Looking for some critiques on the composition before going back and doing a second coat, filling cracks, and properly coloring/texturing it. Gonna be tweaking placement of individual ropes in an ocd fashion...especially the right side, for a while as it is before securing them.

Additionally, the top 2 inches or so of most of the roots (in the front) will be incorporated into the water area and since I need to properly waterproof them, am looking for advice. I feel epoxy would be too shiny. Silicone could probably be colored and peat packed on...but not sure if I'm willing to give up the ability to properly color and texture it. Drylok water proofer is looking like a good choice at the moment...but not sure. Just looking for something to make the transition between submerged and above water roots seamless.


----------



## Nath514 (Jul 8, 2012)

Roots look great! Can't wait to see how this turns out.


----------



## ynotnad (Dec 21, 2009)

Looks great so far love the look of the vines. Drylok is your best solution for waterproofing the lower area and still be able to tint the color to your liking. That is what I used for the entire area that is underwater in my tank. Look forward to your pictures as you complete this.


----------



## drutt (Oct 4, 2011)

you are on the right way...looking good.


----------



## ndame88 (Sep 24, 2010)

Great job, could be a classic!!


----------



## Ginko (Mar 18, 2012)

Thanks for the encouragement guys. 
Good to hear that I'm on the right track.
And yea, drylok was winning my vote too...though too early to seriously worry about that.
My sisters an art student so I'm used to getting very perfectionist replies (which are great) and making sure things are just right.

The texture on the right hand side is a lot rougher than the left.

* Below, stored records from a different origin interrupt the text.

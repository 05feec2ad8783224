use std::ffi::OsString;
use std::path::PathBuf;

use tracing::info;
use tracing_subscriber::layer::SubscriberExt;
use tracing_subscriber::util::SubscriberInitExt;

use config::Config;
use error::ConvertError;

pub mod config;
pub mod data;
pub mod error;

/// What a finished conversion wrote.
#[derive(Debug, Clone, PartialEq, Eq)]
pub struct Summary {
    pub destination: PathBuf,
    pub rows: usize,
    pub columns: usize,
}

pub fn main() {
    tracing_subscriber::registry()
        .with(tracing_subscriber::EnvFilter::new(
            std::env::var("RUST_LOG").unwrap_or_else(|_| "thorn2csv=warn".into()),
        ))
        .with(tracing_subscriber::fmt::layer().with_writer(std::io::stderr))
        .init();

    match try_main(std::env::args_os()) {
        Ok(summary) => info!(
            "Wrote {} rows, {} columns to {:?}",
            summary.rows, summary.columns, summary.destination
        ),
        Err(err) => {
            // Let clap print help, version and usage errors with its own exit codes.
            if let Some(ConvertError::Usage(usage)) = err.downcast_ref::<ConvertError>() {
                usage.exit();
            }
            eprintln!("Error: {:#}", err);
            std::process::exit(1);
        }
    }
}

fn try_main<I, T>(args: I) -> anyhow::Result<Summary>
where
    I: IntoIterator<Item = T>,
    T: Into<OsString> + Clone,
{
    let config = Config::from_args(args)?;
    run(&config)
}

/// Load the source described by `config` and write it back out as CSV.
pub fn run(config: &Config) -> anyhow::Result<Summary> {
    info!(
        "Converting {:?} (delimiter {:?}) into {:?}",
        config.source, config.delimiter, config.destination
    );

    let table = data::parse::load_file(&config.source, &config.delimiter)?;
    info!(
        "Parsed table: {} rows, {} columns",
        table.num_rows(),
        table.num_columns()
    );

    data::output::write_file(&table, &config.destination)?;

    Ok(Summary {
        destination: config.destination.clone(),
        rows: table.num_rows(),
        columns: table.num_columns(),
    })
}
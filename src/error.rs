use std::io;
use std::path::PathBuf;

use thiserror::Error;

/// Why a source file could not be turned into a [`Table`](crate::data::Table).
#[derive(Debug, Error)]
pub enum ParseError {
    #[error("delimiter must be a single character other than '\"', '\\r' or '\\n', got {0:?}")]
    InvalidDelimiter(String),

    #[error("source contains the ASCII unit separator (0x1f), which is reserved while splitting on {0:?}")]
    DelimiterCollision(char),

    #[error("no columns to parse from file")]
    Empty,

    #[error("line {line} has {found} fields, expected {expected}")]
    RaggedRow {
        line: u64,
        expected: usize,
        found: usize,
    },

    #[error(transparent)]
    Io(#[from] io::Error),

    #[error(transparent)]
    Csv(#[from] csv::Error),
}

#[derive(Debug, Error)]
pub enum ConvertError {
    #[error("missing required argument <{0}>")]
    MissingArgument(&'static str),

    #[error(transparent)]
    Usage(clap::Error),

    #[error("failed to parse {}", path.display())]
    Parse {
        path: PathBuf,
        #[source]
        source: ParseError,
    },

    #[error("failed to write {}", path.display())]
    Write {
        path: PathBuf,
        #[source]
        source: csv::Error,
    },
}
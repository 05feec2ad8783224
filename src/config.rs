use std::ffi::OsString;
use std::path::{Path, PathBuf};

use clap::error::ErrorKind;
use clap::Parser;

use crate::error::ConvertError;

/// Field separator used when none is given on the command line.
pub const DEFAULT_DELIMITER: &str = "þ";

#[derive(Parser)]
#[command(
    name = "thorn2csv",
    version,
    about = "Convert a delimited text file into a fully quoted CSV file"
)]
struct Cli {
    #[arg(value_name = "SOURCE_FILE", help = "Path to the delimited source file")]
    source: PathBuf,

    #[arg(
        value_name = "DELIMITER",
        default_value = DEFAULT_DELIMITER,
        help = "Single character separating fields in the source file"
    )]
    delimiter: String,

    #[arg(
        value_name = "DESTINATION_FILE",
        help = "Output path, defaults to <SOURCE_FILE>.csv"
    )]
    destination: Option<PathBuf>,
}

/// Everything one conversion needs, resolved from the command line.
#[derive(Debug, Clone, PartialEq, Eq)]
pub struct Config {
    pub source: PathBuf,
    pub delimiter: String,
    pub destination: PathBuf,
}

impl Config {
    /// Resolve a configuration from a full argument list, program name first.
    ///
    /// Nothing is checked beyond presence of the source path; an unusable
    /// delimiter or path is reported by the loader or writer.
    pub fn from_args<I, T>(args: I) -> Result<Self, ConvertError>
    where
        I: IntoIterator<Item = T>,
        T: Into<OsString> + Clone,
    {
        let cli = Cli::try_parse_from(args).map_err(|err| match err.kind() {
            ErrorKind::MissingRequiredArgument => ConvertError::MissingArgument("SOURCE_FILE"),
            _ => ConvertError::Usage(err),
        })?;

        let source = cli.source;
        let destination = cli
            .destination
            .unwrap_or_else(|| default_destination(&source));

        Ok(Config {
            source,
            delimiter: cli.delimiter,
            destination,
        })
    }
}

/// `data.txt` becomes `data.txt.csv`; the existing extension is kept.
pub fn default_destination(source: &Path) -> PathBuf {
    let mut destination = source.as_os_str().to_os_string();
    destination.push(".csv");
    PathBuf::from(destination)
}

#[cfg(test)]
mod tests {
    use super::*;
    use pretty_assertions::assert_eq;
    use speculoos::prelude::*;

    #[test]
    fn source_only_uses_defaults() {
        let config = Config::from_args(["thorn2csv", "data.txt"]).unwrap();

        assert_eq!(
            config,
            Config {
                source: PathBuf::from("data.txt"),
                delimiter: "þ".to_string(),
                destination: PathBuf::from("data.txt.csv"),
            }
        );
    }

    #[test]
    fn explicit_delimiter_keeps_default_destination() {
        let config = Config::from_args(["thorn2csv", "in.tsv", "\t"]).unwrap();

        assert_eq!(config.delimiter, "\t");
        assert_eq!(config.destination, PathBuf::from("in.tsv.csv"));
    }

    #[test]
    fn all_positionals() {
        let config = Config::from_args(["thorn2csv", "in.txt", "|", "out/result.csv"]).unwrap();

        assert_eq!(config.source, PathBuf::from("in.txt"));
        assert_eq!(config.delimiter, "|");
        assert_eq!(config.destination, PathBuf::from("out/result.csv"));
    }

    #[test]
    fn delimiter_length_is_not_checked_here() {
        let config = Config::from_args(["thorn2csv", "in.txt", "||"]).unwrap();
        assert_eq!(config.delimiter, "||");
    }

    #[test]
    fn missing_source_is_missing_argument() {
        let result = Config::from_args(["thorn2csv"]);

        match result {
            Err(ConvertError::MissingArgument(name)) => assert_eq!(name, "SOURCE_FILE"),
            other => panic!("expected MissingArgument, got {:?}", other),
        }
    }

    #[test]
    fn extra_positional_is_a_usage_error() {
        let result = Config::from_args(["thorn2csv", "a", ",", "b", "c"]);
        assert!(matches!(result, Err(ConvertError::Usage(_))));
    }

    #[test]
    fn default_destination_appends_suffix() {
        assert_that(&default_destination(Path::new("dir/export.dat")))
            .is_equal_to(PathBuf::from("dir/export.dat.csv"));
        assert_that(&default_destination(Path::new("noext")))
            .is_equal_to(PathBuf::from("noext.csv"));
    }
}
pub mod output;
pub mod parse;

/// Parsed source file: one header row and any number of data rows.
///
/// Every row holds exactly `headers.len()` raw text values, in header order.
#[derive(Debug, Clone, Default, PartialEq, Eq)]
pub struct Table {
    pub headers: Vec<String>,
    pub rows: Vec<Vec<String>>,
}

impl Table {
    pub fn num_columns(&self) -> usize {
        self.headers.len()
    }

    pub fn num_rows(&self) -> usize {
        self.rows.len()
    }
}
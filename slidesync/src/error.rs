use axum::{
    http::StatusCode,
    response::{IntoResponse, Response},
    Json,
};
use serde_json::json;
use thiserror::Error;

#[derive(Error, Debug)]
pub enum SlideSyncError {
    #[error("Validation error: {0}")]
    Validation(String),

    #[error("Payload too large: {0}")]
    PayloadTooLarge(String),

    #[error("Processing error: {0}")]
    Processing(String),

    #[error("Image error: {0}")]
    Image(#[from] image::ImageError),

    #[error("Base64 decode error: {0}")]
    Base64(#[from] base64::DecodeError),

    #[error("HTTP request error: {0}")]
    Http(#[from] reqwest::Error),

    #[error("JSON error: {0}")]
    Json(#[from] serde_json::Error),

    #[error("IO error: {0}")]
    Io(#[from] std::io::Error),

    #[error("API authentication error: {0}")]
    ApiAuth(String),

    #[error("OCR error: {0}")]
    Ocr(String),

    #[error("OCR unavailable: {0}")]
    OcrUnavailable(String),

    #[error("Internal server error: {0}")]
    Internal(String),
}

impl SlideSyncError {
    pub fn status(&self) -> StatusCode {
        match self {
            SlideSyncError::Validation(_) => StatusCode::BAD_REQUEST,
            SlideSyncError::PayloadTooLarge(_) => StatusCode::PAYLOAD_TOO_LARGE,
            SlideSyncError::Base64(_) => StatusCode::BAD_REQUEST,
            SlideSyncError::Json(_) => StatusCode::BAD_REQUEST,
            SlideSyncError::Image(_) => StatusCode::UNPROCESSABLE_ENTITY,
            SlideSyncError::ApiAuth(_) => StatusCode::UNAUTHORIZED,
            SlideSyncError::Http(_) => StatusCode::BAD_GATEWAY,
            SlideSyncError::Ocr(_) => StatusCode::BAD_GATEWAY,
            SlideSyncError::OcrUnavailable(_) => StatusCode::SERVICE_UNAVAILABLE,
            SlideSyncError::Processing(_)
            | SlideSyncError::Io(_)
            | SlideSyncError::Internal(_) => StatusCode::INTERNAL_SERVER_ERROR,
        }
    }
}

impl IntoResponse for SlideSyncError {
    fn into_response(self) -> Response {
        let status = self.status();
        let message = match &self {
            SlideSyncError::Validation(msg)
            | SlideSyncError::PayloadTooLarge(msg)
            | SlideSyncError::ApiAuth(msg) => msg.clone(),
            SlideSyncError::Base64(e) => format!("Invalid base64 image data: {e}"),
            SlideSyncError::Json(e) => format!("Invalid JSON: {e}"),
            SlideSyncError::Image(e) => format!("Invalid image: {e}"),
            other => {
                tracing::error!(error = %other, "Request failed");
                "An internal error occurred".to_string()
            }
        };

        // Same shape the capture page already reads: `success` plus `error`.
        let body = Json(json!({
            "success": false,
            "error": message,
        }));

        (status, body).into_response()
    }
}

pub type Result<T> = std::result::Result<T, SlideSyncError>;
use base64::{engine::general_purpose::STANDARD, Engine};
use image::codecs::jpeg::JpegEncoder;
use image::DynamicImage;

use crate::error::{Result, SlideSyncError};

/// Encode `img` as a `data:image/jpeg;base64,...` URI for the capture page.
///
/// JPEG has no alpha or 16-bit support, so the image is flattened to RGB8
/// first.
pub fn encode_preview(img: &DynamicImage, quality: u8) -> Result<String> {
    let rgb = img.to_rgb8();
    let mut output = Vec::new();
    JpegEncoder::new_with_quality(&mut output, quality.clamp(1, 100))
        .encode_image(&rgb)
        .map_err(|e| SlideSyncError::Processing(format!("Failed to encode preview: {e}")))?;

    Ok(format!("data:image/jpeg;base64,{}", STANDARD.encode(&output)))
}

/// Data URI over undecodable upload bytes, when they at least look like an
/// image format a browser may still render.
pub fn raw_preview(bytes: &[u8]) -> Option<String> {
    let kind = infer::get(bytes)?;
    if kind.matcher_type() != infer::MatcherType::Image {
        return None;
    }
    Some(format!(
        "data:{};base64,{}",
        kind.mime_type(),
        STANDARD.encode(bytes)
    ))
}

Wasn't sure how I felt about that at first, but after some time to soak it in, it seems a lot more realistic and will likely be applied to the left side as well.


----------



## KarmaPolice (Apr 25, 2012)

The roots look awesome, I will be looking forward to this build as well. I actually might be sad once you plant and it fills in, hiding all those really nicely done roots.


----------



## eyeviper (May 23, 2006)

Very unique build. I am looking forward to see how it turns out. I can't help much with the best waterproofer for your application. Good luck!


----------



## DragonSpirit1185 (Dec 6, 2010)

following along


----------



## Azurel (Aug 5, 2010)

Looks great...following along

sent from my Galaxy S lll


----------



## Ginko (Mar 18, 2012)

It's been a little bit, so just wanted to update this. Progress has been slow...endlessly tweaking the roots is a bit of a compulsion. Heavily rearranged the left hand side and am still not fully happy with it (criticism welcomed). Right hand side has been mostly left alone. 










Laid an eggcrate false bottom, topped it with aquarium filter pad because it was laying around. Don't think it wicks water so will hopefully work well as another barrier for the substrate. The front of the false bottom is a greatstuff wall coated with the same acrylic compound. A section of pvc pipe stuffed with filter foam and screened off has been added behind some of the roots for water to circulate through. Tossed a fan in the top right corner that was liberated from an old computer...never needed to do active ventilation before...hopefully it works out.

Background so far is greatstuff and acrylic. Everything is still removable from the tank...hence the giant chasm in the background. Oh yea, there's going to be a drip wall running down the negative space to the left of the chasm...maybe. Haven't decided on a spot yet. Was going to do the right side roots, but feel like that would draw too much focus and mess with the composition more.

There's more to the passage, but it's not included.